"""
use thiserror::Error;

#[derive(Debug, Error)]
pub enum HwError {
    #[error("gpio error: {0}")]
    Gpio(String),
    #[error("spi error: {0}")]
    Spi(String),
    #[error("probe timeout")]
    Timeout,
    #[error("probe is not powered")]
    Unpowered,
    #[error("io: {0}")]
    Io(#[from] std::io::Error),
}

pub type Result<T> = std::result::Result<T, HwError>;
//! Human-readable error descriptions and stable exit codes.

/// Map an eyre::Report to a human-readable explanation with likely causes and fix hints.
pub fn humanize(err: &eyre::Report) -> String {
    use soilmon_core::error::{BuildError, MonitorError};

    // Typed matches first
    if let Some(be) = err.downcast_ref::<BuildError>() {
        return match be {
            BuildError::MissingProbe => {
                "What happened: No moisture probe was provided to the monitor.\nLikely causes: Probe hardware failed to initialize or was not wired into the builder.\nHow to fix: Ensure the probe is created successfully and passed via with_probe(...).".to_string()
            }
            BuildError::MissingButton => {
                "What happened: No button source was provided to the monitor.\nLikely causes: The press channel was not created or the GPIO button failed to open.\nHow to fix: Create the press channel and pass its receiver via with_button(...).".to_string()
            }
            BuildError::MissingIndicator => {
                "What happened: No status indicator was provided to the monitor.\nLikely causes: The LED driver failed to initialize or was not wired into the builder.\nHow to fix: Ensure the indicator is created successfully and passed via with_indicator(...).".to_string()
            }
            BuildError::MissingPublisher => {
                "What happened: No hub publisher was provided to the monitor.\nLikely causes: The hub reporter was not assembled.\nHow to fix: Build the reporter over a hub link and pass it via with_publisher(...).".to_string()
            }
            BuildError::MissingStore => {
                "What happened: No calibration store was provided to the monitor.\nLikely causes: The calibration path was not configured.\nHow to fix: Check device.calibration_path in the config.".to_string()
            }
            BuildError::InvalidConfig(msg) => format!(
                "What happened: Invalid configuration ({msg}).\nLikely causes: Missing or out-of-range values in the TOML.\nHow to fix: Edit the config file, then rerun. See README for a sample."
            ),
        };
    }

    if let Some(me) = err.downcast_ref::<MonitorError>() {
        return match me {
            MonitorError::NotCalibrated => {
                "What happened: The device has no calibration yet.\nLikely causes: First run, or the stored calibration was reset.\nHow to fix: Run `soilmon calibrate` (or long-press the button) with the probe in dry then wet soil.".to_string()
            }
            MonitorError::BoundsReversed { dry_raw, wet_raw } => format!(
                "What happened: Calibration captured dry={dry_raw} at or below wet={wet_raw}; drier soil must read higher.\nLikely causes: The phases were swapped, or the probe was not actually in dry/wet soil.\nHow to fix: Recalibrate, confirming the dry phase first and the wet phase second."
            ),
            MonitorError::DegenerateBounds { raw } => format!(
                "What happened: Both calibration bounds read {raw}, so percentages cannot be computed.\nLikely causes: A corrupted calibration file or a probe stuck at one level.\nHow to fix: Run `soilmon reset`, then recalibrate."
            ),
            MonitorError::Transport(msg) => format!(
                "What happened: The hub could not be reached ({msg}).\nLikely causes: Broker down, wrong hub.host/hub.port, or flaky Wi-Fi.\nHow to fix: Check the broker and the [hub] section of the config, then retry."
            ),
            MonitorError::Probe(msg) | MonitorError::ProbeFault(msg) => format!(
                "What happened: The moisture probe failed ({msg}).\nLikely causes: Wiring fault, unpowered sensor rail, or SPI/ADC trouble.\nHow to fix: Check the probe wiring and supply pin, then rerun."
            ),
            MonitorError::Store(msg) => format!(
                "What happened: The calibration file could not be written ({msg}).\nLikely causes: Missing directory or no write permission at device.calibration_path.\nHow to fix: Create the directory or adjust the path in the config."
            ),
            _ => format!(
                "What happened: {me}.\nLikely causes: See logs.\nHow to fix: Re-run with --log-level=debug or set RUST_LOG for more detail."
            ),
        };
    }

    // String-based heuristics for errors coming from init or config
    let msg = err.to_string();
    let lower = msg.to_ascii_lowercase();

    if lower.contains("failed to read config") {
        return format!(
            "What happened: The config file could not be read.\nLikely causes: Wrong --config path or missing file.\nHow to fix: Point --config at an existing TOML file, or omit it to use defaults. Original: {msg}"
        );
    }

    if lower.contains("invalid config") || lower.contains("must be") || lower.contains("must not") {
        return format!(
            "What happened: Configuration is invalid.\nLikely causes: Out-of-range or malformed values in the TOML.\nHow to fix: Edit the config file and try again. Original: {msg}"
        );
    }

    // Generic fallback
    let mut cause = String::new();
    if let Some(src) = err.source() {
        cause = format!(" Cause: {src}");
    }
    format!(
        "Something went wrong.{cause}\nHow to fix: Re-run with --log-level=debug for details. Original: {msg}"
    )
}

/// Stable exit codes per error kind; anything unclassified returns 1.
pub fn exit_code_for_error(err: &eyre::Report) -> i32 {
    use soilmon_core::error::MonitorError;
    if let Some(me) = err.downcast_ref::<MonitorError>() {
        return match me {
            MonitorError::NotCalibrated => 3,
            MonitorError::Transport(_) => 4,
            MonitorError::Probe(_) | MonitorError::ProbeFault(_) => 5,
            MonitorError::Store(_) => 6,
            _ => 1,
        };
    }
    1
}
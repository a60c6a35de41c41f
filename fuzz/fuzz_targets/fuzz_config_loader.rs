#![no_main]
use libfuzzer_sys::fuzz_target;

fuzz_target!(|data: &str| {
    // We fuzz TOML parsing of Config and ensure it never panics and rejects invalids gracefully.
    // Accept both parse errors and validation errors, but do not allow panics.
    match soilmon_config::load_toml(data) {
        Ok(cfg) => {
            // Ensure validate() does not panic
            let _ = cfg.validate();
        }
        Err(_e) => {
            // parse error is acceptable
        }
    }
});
"""
Where a line of the records holds the word "eyre", copy that line.

* _Response to the task_
/// Map an eyre::Report to a human-readable explanation with likely causes and fix hints.
pub fn humanize(err: &eyre::Report) -> String {
pub fn exit_code_for_error(err: &eyre::Report) -> i32 {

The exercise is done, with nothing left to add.